(Activity) Where does the string "already" appear in the records? Copy each line that holds it.

(Excerpted records)
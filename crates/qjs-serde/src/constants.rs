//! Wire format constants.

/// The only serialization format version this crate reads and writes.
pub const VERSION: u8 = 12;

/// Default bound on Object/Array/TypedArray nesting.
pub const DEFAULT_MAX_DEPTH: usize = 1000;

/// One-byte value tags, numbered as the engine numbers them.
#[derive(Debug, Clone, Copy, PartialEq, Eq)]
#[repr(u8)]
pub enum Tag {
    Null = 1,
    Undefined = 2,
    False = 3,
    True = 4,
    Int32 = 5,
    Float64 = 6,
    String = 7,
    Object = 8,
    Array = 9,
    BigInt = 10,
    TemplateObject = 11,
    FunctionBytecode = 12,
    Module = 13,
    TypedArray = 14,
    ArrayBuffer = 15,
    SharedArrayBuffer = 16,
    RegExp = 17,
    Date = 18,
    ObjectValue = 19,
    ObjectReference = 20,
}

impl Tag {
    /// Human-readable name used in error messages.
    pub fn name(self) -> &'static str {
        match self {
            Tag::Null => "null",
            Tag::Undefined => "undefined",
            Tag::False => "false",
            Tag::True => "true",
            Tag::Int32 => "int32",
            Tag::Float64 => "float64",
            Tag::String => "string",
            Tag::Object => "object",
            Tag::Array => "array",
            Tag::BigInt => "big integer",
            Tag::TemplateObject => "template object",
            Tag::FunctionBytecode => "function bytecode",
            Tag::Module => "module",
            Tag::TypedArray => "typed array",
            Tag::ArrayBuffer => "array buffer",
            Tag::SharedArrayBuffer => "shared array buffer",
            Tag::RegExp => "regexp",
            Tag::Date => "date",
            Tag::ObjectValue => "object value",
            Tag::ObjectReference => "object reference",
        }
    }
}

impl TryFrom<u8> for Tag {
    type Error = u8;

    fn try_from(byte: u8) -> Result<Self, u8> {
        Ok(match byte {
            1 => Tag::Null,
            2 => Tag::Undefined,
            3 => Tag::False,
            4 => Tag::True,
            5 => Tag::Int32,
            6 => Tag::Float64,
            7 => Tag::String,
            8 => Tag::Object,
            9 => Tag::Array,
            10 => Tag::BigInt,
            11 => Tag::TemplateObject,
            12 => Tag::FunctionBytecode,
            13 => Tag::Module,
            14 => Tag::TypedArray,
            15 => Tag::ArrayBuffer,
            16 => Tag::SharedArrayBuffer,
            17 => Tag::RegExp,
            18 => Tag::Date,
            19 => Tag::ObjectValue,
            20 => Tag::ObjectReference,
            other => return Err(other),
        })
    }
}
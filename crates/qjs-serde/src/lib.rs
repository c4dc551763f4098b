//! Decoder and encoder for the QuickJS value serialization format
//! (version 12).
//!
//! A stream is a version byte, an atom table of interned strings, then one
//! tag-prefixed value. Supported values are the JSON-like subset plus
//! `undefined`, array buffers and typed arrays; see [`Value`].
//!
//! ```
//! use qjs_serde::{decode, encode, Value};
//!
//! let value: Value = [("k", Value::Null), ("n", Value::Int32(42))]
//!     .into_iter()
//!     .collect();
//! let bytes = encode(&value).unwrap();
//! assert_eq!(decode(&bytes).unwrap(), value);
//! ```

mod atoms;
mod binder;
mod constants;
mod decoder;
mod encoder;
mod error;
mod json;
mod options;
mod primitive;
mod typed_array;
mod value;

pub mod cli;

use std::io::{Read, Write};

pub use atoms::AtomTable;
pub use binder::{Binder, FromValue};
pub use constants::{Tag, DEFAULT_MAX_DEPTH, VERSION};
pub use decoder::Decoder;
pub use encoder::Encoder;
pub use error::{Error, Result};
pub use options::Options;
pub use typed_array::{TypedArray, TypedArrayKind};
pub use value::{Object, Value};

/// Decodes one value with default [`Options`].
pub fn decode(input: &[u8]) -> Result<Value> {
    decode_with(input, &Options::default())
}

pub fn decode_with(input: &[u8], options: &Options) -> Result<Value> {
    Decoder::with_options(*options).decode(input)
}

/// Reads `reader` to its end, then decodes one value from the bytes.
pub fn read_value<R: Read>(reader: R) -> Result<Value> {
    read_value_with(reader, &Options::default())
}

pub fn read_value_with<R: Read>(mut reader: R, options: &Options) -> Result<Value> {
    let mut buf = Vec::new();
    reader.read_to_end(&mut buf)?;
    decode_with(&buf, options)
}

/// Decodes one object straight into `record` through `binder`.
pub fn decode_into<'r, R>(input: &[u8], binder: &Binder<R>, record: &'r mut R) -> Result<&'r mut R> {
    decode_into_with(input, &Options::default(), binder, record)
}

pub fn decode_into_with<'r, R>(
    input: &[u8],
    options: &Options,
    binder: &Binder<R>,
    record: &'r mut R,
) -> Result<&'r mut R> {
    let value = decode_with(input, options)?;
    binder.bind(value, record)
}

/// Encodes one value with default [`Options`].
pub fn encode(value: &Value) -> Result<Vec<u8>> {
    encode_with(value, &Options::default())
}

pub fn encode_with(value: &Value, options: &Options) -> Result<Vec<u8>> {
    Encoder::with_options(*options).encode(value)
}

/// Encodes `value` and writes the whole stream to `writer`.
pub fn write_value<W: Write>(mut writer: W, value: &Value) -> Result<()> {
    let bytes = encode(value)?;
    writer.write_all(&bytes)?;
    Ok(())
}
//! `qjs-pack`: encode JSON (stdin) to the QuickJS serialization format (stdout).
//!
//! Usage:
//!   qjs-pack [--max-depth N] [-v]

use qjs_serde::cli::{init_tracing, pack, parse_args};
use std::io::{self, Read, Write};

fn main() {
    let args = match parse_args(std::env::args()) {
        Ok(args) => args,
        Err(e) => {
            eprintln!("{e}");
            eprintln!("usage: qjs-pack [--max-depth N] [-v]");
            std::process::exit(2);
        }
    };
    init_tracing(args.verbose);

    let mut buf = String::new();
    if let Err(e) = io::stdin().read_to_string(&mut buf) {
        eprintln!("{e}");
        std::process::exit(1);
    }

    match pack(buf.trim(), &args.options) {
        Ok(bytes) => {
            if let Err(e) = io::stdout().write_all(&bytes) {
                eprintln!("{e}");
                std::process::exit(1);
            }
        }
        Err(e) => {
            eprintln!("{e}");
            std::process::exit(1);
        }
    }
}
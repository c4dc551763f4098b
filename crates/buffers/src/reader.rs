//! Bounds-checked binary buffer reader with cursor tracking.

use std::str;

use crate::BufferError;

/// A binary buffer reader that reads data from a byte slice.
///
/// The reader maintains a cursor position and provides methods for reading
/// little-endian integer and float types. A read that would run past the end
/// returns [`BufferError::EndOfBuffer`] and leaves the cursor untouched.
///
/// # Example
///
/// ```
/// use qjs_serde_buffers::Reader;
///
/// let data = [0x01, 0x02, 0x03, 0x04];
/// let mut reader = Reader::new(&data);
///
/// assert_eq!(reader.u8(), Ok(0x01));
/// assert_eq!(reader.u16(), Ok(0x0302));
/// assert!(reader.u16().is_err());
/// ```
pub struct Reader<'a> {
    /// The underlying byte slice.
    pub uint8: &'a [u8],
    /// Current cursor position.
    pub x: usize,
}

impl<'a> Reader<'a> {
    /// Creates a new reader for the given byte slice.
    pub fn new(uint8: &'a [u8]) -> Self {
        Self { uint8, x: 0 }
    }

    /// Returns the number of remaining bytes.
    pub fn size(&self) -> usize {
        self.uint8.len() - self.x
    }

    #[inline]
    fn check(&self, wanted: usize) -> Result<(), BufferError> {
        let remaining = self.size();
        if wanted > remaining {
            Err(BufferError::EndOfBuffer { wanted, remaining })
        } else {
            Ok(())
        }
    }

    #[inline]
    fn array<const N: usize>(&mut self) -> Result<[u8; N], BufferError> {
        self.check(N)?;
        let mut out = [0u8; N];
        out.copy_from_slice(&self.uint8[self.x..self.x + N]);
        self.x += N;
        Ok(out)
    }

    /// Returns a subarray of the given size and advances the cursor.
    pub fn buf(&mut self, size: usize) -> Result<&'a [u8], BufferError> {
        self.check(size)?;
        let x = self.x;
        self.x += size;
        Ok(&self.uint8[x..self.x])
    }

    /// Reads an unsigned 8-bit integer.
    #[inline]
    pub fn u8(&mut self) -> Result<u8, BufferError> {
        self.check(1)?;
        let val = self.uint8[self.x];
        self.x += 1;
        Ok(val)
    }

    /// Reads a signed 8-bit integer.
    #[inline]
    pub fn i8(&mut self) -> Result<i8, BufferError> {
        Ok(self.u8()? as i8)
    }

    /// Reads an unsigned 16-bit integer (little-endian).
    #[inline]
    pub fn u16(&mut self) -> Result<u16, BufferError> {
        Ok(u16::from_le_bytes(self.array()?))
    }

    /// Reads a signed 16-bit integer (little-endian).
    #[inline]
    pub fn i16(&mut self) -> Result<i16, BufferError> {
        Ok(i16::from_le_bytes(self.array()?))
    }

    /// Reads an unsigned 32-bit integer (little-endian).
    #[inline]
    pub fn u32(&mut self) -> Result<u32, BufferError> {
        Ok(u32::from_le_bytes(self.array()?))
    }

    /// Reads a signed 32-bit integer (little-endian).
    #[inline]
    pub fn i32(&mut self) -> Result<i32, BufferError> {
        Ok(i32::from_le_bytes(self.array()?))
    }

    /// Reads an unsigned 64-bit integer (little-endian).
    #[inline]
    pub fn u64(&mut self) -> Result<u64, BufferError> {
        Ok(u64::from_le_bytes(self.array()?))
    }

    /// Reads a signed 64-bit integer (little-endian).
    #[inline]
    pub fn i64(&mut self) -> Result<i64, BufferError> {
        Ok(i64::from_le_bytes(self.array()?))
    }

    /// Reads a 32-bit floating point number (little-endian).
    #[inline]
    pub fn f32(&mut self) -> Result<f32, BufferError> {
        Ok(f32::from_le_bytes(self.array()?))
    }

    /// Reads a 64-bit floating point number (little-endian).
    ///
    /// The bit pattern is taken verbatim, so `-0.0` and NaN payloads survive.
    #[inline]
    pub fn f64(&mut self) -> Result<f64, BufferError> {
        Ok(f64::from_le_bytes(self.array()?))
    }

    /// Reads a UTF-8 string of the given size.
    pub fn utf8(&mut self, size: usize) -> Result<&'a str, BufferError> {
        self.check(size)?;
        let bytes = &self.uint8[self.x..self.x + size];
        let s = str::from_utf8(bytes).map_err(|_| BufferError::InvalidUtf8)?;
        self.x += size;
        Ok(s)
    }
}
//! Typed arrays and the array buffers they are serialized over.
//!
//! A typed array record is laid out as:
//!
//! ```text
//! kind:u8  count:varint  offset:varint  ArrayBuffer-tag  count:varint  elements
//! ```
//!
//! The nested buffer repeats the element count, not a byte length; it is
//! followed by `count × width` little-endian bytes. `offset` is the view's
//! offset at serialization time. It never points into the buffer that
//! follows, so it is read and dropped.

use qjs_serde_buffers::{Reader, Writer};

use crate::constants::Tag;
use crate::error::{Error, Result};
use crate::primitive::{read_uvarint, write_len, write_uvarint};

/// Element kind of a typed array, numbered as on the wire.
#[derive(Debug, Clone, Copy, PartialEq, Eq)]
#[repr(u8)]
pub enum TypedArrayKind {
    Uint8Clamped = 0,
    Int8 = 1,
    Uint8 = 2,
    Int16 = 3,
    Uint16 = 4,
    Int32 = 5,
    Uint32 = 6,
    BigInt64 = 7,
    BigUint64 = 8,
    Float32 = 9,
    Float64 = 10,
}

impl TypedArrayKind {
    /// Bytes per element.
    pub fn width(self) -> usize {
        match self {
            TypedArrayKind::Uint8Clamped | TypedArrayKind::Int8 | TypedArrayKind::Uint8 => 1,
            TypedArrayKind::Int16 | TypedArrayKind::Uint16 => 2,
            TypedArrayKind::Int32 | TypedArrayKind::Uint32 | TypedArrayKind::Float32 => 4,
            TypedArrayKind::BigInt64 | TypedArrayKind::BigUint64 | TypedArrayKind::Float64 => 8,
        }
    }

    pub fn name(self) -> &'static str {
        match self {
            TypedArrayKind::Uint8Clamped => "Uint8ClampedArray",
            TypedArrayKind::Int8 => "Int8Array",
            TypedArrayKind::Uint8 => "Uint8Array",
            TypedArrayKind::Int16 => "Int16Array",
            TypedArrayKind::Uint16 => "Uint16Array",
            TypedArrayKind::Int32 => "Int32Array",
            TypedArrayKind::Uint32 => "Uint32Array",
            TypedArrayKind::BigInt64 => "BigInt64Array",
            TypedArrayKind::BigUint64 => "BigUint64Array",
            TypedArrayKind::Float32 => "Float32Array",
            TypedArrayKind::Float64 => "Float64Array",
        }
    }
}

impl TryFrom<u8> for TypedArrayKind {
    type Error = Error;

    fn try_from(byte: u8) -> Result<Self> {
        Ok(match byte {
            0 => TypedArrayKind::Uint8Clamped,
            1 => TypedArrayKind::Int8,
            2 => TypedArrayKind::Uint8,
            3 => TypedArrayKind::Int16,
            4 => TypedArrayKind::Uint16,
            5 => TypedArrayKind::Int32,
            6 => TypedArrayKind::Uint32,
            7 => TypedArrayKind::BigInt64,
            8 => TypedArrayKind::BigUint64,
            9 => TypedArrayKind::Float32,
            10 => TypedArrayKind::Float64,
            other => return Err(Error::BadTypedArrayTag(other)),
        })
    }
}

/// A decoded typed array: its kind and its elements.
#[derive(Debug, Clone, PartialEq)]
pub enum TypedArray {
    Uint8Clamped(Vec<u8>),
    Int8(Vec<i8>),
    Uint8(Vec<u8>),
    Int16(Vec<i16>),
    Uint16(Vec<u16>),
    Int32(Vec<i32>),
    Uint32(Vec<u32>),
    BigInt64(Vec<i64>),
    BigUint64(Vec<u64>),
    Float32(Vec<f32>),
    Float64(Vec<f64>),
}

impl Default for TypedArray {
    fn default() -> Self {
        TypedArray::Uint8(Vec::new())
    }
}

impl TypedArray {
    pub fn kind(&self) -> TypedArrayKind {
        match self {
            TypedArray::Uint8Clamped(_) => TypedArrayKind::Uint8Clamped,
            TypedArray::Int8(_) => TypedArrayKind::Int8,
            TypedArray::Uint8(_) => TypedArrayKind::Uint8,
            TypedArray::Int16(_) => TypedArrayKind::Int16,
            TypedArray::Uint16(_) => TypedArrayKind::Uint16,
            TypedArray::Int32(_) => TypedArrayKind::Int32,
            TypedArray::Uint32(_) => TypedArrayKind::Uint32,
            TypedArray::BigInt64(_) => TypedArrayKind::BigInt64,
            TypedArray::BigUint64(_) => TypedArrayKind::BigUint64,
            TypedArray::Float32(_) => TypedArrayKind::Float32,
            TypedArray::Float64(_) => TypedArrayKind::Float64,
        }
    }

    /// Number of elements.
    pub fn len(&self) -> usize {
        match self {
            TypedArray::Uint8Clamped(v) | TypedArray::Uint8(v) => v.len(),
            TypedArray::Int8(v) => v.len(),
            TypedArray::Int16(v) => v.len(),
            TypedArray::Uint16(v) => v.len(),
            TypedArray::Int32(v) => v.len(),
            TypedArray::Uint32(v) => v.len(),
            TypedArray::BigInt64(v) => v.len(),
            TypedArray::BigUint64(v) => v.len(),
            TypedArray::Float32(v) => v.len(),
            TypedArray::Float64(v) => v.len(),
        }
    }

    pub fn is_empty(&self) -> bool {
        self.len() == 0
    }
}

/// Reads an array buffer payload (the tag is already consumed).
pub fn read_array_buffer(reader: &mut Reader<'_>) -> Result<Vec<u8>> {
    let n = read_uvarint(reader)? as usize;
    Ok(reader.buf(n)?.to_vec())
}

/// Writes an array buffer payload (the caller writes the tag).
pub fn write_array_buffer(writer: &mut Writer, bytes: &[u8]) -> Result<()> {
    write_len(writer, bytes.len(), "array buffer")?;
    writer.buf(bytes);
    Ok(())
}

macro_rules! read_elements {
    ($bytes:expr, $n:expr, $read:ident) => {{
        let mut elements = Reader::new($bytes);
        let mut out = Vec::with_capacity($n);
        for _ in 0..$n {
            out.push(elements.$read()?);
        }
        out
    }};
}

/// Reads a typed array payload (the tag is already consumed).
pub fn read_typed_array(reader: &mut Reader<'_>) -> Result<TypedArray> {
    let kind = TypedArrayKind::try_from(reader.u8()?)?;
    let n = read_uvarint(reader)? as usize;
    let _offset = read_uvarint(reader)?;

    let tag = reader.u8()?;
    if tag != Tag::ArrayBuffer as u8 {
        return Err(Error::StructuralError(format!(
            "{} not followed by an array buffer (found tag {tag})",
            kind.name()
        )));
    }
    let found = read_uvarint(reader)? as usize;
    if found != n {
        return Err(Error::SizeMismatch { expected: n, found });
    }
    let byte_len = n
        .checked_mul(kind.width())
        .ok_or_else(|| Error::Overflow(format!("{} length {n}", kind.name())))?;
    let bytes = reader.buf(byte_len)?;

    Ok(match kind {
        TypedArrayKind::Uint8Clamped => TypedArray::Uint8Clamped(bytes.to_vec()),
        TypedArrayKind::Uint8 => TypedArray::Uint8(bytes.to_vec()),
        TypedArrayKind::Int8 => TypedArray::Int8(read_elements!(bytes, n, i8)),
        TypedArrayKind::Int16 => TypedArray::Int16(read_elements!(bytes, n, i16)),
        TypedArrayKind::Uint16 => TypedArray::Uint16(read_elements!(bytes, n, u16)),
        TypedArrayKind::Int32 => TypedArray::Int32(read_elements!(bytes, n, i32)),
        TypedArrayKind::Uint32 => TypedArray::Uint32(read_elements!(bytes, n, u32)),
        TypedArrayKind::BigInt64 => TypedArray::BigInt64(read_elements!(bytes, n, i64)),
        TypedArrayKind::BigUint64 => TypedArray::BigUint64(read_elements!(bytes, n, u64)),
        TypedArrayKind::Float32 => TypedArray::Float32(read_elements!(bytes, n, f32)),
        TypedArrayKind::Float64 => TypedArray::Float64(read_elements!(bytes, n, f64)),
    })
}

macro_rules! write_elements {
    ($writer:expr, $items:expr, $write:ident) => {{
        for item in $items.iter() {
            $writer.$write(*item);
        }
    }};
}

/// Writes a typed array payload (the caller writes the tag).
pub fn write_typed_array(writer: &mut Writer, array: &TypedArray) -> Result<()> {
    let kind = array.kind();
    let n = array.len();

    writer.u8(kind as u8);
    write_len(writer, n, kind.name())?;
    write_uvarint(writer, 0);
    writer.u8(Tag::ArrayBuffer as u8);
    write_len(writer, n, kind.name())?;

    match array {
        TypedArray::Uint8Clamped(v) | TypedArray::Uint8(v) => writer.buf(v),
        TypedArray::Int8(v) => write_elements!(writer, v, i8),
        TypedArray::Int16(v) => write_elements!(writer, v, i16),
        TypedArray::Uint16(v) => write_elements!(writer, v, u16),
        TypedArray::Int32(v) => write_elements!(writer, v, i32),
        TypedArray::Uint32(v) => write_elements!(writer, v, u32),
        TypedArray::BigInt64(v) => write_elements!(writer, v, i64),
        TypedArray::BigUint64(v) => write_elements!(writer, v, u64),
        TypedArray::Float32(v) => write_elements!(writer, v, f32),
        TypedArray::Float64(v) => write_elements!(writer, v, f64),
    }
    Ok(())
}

(Output of the exercise)
/// Reads an array buffer payload (the tag is already consumed).
/// Reads a typed array payload (the tag is already consumed).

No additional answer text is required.